JSON vs YAML vs XML: Which Format Uses Fewer Tokens?

When you pass structured data inside an LLM prompt, the format you choose directly affects your token count. JSON, YAML, and XML all represent the same information, but they tokenize very differently. Picking the right format can cut token usage by 30–50% with zero loss of information.

A Real Comparison

Let's encode the same data — two users with names and roles — in all three formats and count the tokens using GPT-4o's tokenizer (o200k_base).

JSON (38 tokens)

{
  "users": [
    {"name": "Alice", "role": "admin", "active": true},
    {"name": "Bob", "role": "editor", "active": false}
  ]
}

YAML (23 tokens)

users:
  - name: Alice
    role: admin
    active: true
  - name: Bob
    role: editor
    active: false

XML (53 tokens)

<users>
  <user>
    <name>Alice</name>
    <role>admin</role>
    <active>true</active>
  </user>
  <user>
    <name>Bob</name>
    <role>editor</role>
    <active>false</active>
  </user>
</users>

The results are clear: YAML uses ~40% fewer tokens than JSON, and XML uses ~40% more. The gap widens as data grows — with 100 records, XML can use 2x the tokens of YAML.

Why the Difference?

The token cost comes down to syntax overhead:

JSON requires quotes around every key and string value, plus braces, brackets, and commas. Each " and { consumes a token.
YAML uses indentation and colons instead of delimiters. No quotes needed for simple strings. Fewer special characters means fewer tokens.
XML repeats every tag name twice (opening and closing), and angle brackets tokenize as separate tokens. A field like <name>Alice</name> uses 7 tokens where YAML's name: Alice uses 3.

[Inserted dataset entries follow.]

//! The single command payload every invocation carries, and the enumerated
//! targets it dispatches to.

use crate::error::AppError;
use crate::model::EntityKind;
use crate::service::reports::ReportKind;
use serde::{Deserialize, Deserializer};
use serde_json::Value;
use std::str::FromStr;

#[derive(Clone, Copy, Debug, PartialEq, Eq)]
pub enum Action {
    Create,
    Read,
    ReadAll,
    Update,
    Delete,
}

impl FromStr for Action {
    type Err = AppError;

    fn from_str(s: &str) -> Result<Self, Self::Err> {
        match s.trim().to_lowercase().as_str() {
            "create" => Ok(Action::Create),
            "read" => Ok(Action::Read),
            "readall" => Ok(Action::ReadAll),
            "update" => Ok(Action::Update),
            "delete" => Ok(Action::Delete),
            other => Err(AppError::BadRequest(format!("unknown action: {}", other))),
        }
    }
}

impl<'de> Deserialize<'de> for Action {
    fn deserialize<D>(deserializer: D) -> Result<Self, D::Error>
    where
        D: Deserializer<'de>,
    {
        let s = String::deserialize(deserializer)?;
        s.parse().map_err(serde::de::Error::custom)
    }
}

/// What a command's `table` selects: a plain entity, or one of the
/// composite operations and read models layered over the entities.
#[derive(Clone, Copy, Debug, PartialEq, Eq)]
pub enum Target {
    Entity(EntityKind),
    /// Cart assembly from a registration form.
    Registration,
    /// Ephemeral order → permanent sales records.
    MigrateData,
    /// Batch cart teardown.
    ShoppingCarts,
    Report(ReportKind),
}

impl FromStr for Target {
    type Err = AppError;

    fn from_str(s: &str) -> Result<Self, Self::Err> {
        let name = s.trim().to_lowercase();
        match name.as_str() {
            "registration" => return Ok(Target::Registration),
            "migrate_data" => return Ok(Target::MigrateData),
            "shopping_carts" => return Ok(Target::ShoppingCarts),
            _ => {}
        }
        if let Ok(report) = name.parse::<ReportKind>() {
            return Ok(Target::Report(report));
        }
        name.parse::<EntityKind>()
            .map(Target::Entity)
            .map_err(|_| AppError::BadRequest(format!("unknown table: {}", name)))
    }
}

#[derive(Debug, Default, Deserialize)]
pub struct ReadArgs {
    #[serde(default)]
    pub field: String,
    #[serde(default)]
    pub value: Value,
}

#[derive(Debug, Default, Deserialize)]
pub struct UpdateArgs {
    #[serde(default)]
    pub identifiers: Value,
    #[serde(default)]
    pub setfields: Vec<String>,
    #[serde(default)]
    pub setvalues: Vec<Value>,
}

#[derive(Debug, Default, Deserialize)]
pub struct DeleteArgs {
    #[serde(default)]
    pub field: String,
    #[serde(default)]
    pub value: Value,
    #[serde(default)]
    pub values: Vec<Value>,
}

#[derive(Debug, Deserialize)]
pub struct Command {
    pub action: Action,
    pub table: String,
    #[serde(default)]
    pub create: Value,
    #[serde(default)]
    pub read: ReadArgs,
    #[serde(default)]
    pub update: UpdateArgs,
    #[serde(default)]
    pub delete: DeleteArgs,
}

impl Command {
    pub fn target(&self) -> Result<Target, AppError> {
        self.table.parse()
    }
}

/// Text form of a scalar argument (`"12"` and `12` both give `12`).
pub fn scalar_text(v: &Value) -> Option<String> {
    match v {
        Value::String(s) if !s.trim().is_empty() => Some(s.trim().to_string()),
        Value::Number(n) => Some(n.to_string()),
        _ => None,
    }
}

/// Integer id from a scalar argument.
pub fn scalar_id(v: &Value, what: &str) -> Result<i32, AppError> {
    let text = scalar_text(v).ok_or_else(|| AppError::Validation(format!("{} is required", what)))?;
    text.parse()
        .map_err(|_| AppError::Validation(format!("{} must be an integer, got '{}'", what, text)))
}
//! Shared application state for all routes.

use sqlx::PgPool;
use uuid::Uuid;

#[derive(Clone)]
pub struct AppState {
    pub pool: PgPool,
    /// Organization that migrated customers are filed under.
    pub default_organization_id: Uuid,
}
//! Table DDL for an empty database. Every statement is idempotent
//! (`IF NOT EXISTS`), so this runs safely at each start.

use crate::error::AppError;
use sqlx::PgPool;

/// Parents before children so foreign keys resolve.
const TABLES: &[(&str, &str)] = &[
    (
        "organization",
        r#"
        CREATE TABLE IF NOT EXISTS organization (
            organizationid UUID PRIMARY KEY DEFAULT gen_random_uuid(),
            name TEXT NOT NULL,
            address TEXT,
            city TEXT,
            state TEXT,
            postcode TEXT,
            isactive BOOLEAN NOT NULL DEFAULT TRUE
        )
        "#,
    ),
    (
        "event",
        r#"
        CREATE TABLE IF NOT EXISTS event (
            eventid SERIAL PRIMARY KEY,
            organizationid UUID REFERENCES organization (organizationid),
            name TEXT NOT NULL,
            location TEXT,
            capacity INTEGER,
            startson TIMESTAMPTZ,
            endson TIMESTAMPTZ
        )
        "#,
    ),
    (
        "payment_provider",
        r#"
        CREATE TABLE IF NOT EXISTS payment_provider (
            paymentproviderid UUID PRIMARY KEY DEFAULT gen_random_uuid(),
            name TEXT NOT NULL
        )
        "#,
    ),
    (
        "product",
        r#"
        CREATE TABLE IF NOT EXISTS product (
            productid TEXT PRIMARY KEY,
            paymentproviderid UUID REFERENCES payment_provider (paymentproviderid),
            description TEXT NOT NULL
        )
        "#,
    ),
    (
        "pricing",
        r#"
        CREATE TABLE IF NOT EXISTS pricing (
            pricingid TEXT PRIMARY KEY,
            productid TEXT NOT NULL REFERENCES product (productid),
            price NUMERIC(12, 2) NOT NULL
        )
        "#,
    ),
    (
        "package_category",
        r#"
        CREATE TABLE IF NOT EXISTS package_category (
            packagecategoryid SERIAL PRIMARY KEY,
            name TEXT NOT NULL
        )
        "#,
    ),
    (
        "package",
        r#"
        CREATE TABLE IF NOT EXISTS package (
            packageid SERIAL PRIMARY KEY,
            eventid INTEGER REFERENCES event (eventid),
            productid TEXT REFERENCES product (productid),
            packagecategoryid INTEGER REFERENCES package_category (packagecategoryid),
            name TEXT NOT NULL,
            description TEXT
        )
        "#,
    ),
    (
        "category_option",
        r#"
        CREATE TABLE IF NOT EXISTS category_option (
            categoryoptionsid SERIAL PRIMARY KEY,
            packagecategoryid INTEGER REFERENCES package_category (packagecategoryid),
            name TEXT NOT NULL
        )
        "#,
    ),
    (
        "option_item",
        r#"
        CREATE TABLE IF NOT EXISTS option_item (
            optionitemsid SERIAL PRIMARY KEY,
            categoryoptionsid INTEGER NOT NULL REFERENCES category_option (categoryoptionsid),
            name TEXT NOT NULL
        )
        "#,
    ),
    (
        "shopping_order",
        r#"
        CREATE TABLE IF NOT EXISTS shopping_order (
            shoppingorderid SERIAL PRIMARY KEY,
            orderdate TIMESTAMPTZ NOT NULL,
            sessionid TEXT NOT NULL UNIQUE
        )
        "#,
    ),
    (
        "shopping_cart",
        r#"
        CREATE TABLE IF NOT EXISTS shopping_cart (
            shoppingcartid SERIAL PRIMARY KEY,
            shoppingorderid INTEGER NOT NULL REFERENCES shopping_order (shoppingorderid),
            pricingid TEXT NOT NULL REFERENCES pricing (pricingid),
            qty INTEGER NOT NULL DEFAULT 1
        )
        "#,
    ),
    (
        "cart_participant",
        r#"
        CREATE TABLE IF NOT EXISTS cart_participant (
            cartparticipantid SERIAL PRIMARY KEY,
            shoppingcartid INTEGER NOT NULL REFERENCES shopping_cart (shoppingcartid),
            name TEXT NOT NULL
        )
        "#,
    ),
    (
        "cart_participant_option",
        r#"
        CREATE TABLE IF NOT EXISTS cart_participant_option (
            cartparticipantoptionsid SERIAL PRIMARY KEY,
            cartparticipantid INTEGER NOT NULL REFERENCES cart_participant (cartparticipantid),
            optionitemsid INTEGER NOT NULL REFERENCES option_item (optionitemsid)
        )
        "#,
    ),
    (
        "customer",
        r#"
        CREATE TABLE IF NOT EXISTS customer (
            customerid SERIAL PRIMARY KEY,
            organizationid UUID NOT NULL,
            name TEXT NOT NULL,
            email TEXT,
            phone TEXT
        )
        "#,
    ),
    (
        "salesorder",
        r#"
        CREATE TABLE IF NOT EXISTS salesorder (
            salesorderid INTEGER PRIMARY KEY,
            customerid INTEGER NOT NULL REFERENCES customer (customerid),
            orderdate TIMESTAMPTZ NOT NULL,
            paymentid TEXT,
            invoiceno TEXT
        )
        "#,
    ),
    (
        "purchase",
        r#"
        CREATE TABLE IF NOT EXISTS purchase (
            purchaseid INTEGER PRIMARY KEY,
            salesorderid INTEGER NOT NULL REFERENCES salesorder (salesorderid),
            qty INTEGER NOT NULL,
            productname TEXT NOT NULL,
            description TEXT,
            price NUMERIC(12, 2) NOT NULL
        )
        "#,
    ),
    (
        "participant",
        r#"
        CREATE TABLE IF NOT EXISTS participant (
            participantid INTEGER PRIMARY KEY,
            purchaseid INTEGER NOT NULL REFERENCES purchase (purchaseid),
            name TEXT NOT NULL
        )
        "#,
    ),
    (
        "participant_option",
        r#"
        CREATE TABLE IF NOT EXISTS participant_option (
            participantoptionsid INTEGER PRIMARY KEY,
            participantid INTEGER NOT NULL REFERENCES participant (participantid),
            optionitemsid INTEGER NOT NULL REFERENCES option_item (optionitemsid)
        )
        "#,
    ),
];

/// Create every table the entity kinds name, if missing.
pub async fn ensure_tables(pool: &PgPool) -> Result<(), AppError> {
    for (table, ddl) in TABLES {
        tracing::debug!(table, "ensure table");
        sqlx::query(ddl).execute(pool).await?;
    }
    tracing::info!(tables = TABLES.len(), "schema ready");
    Ok(())
}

The Even Cheaper Option: CSV

For tabular data, CSV beats all three formats:

name,role,active
Alice,admin,true
Bob,editor,false

This encodes the same data in roughly 14 tokens — 63% fewer than JSON. The tradeoff is that CSV can't represent nested structures, so it only works for flat data.

When to Use Each Format

The best format depends on your use case:

YAML — Best for passing structured data in prompts where you control the format. Lowest token cost with full nesting support.
JSON — Best when you need the model to output structured data. Models are more reliable at generating valid JSON than YAML, and most APIs expect JSON responses.
CSV — Best for flat, tabular data like lists of products, users, or log entries. Minimal token overhead.
XML — Avoid in prompts unless the model specifically needs XML context (e.g., processing SOAP APIs or HTML). The token cost is rarely justified.

Practical Tip: Mixed Strategy

Use YAML or CSV for input data in your prompts, and ask the model to respond in JSON. This gives you the cheapest input tokens (which you pay for on every request) while getting reliably parseable output.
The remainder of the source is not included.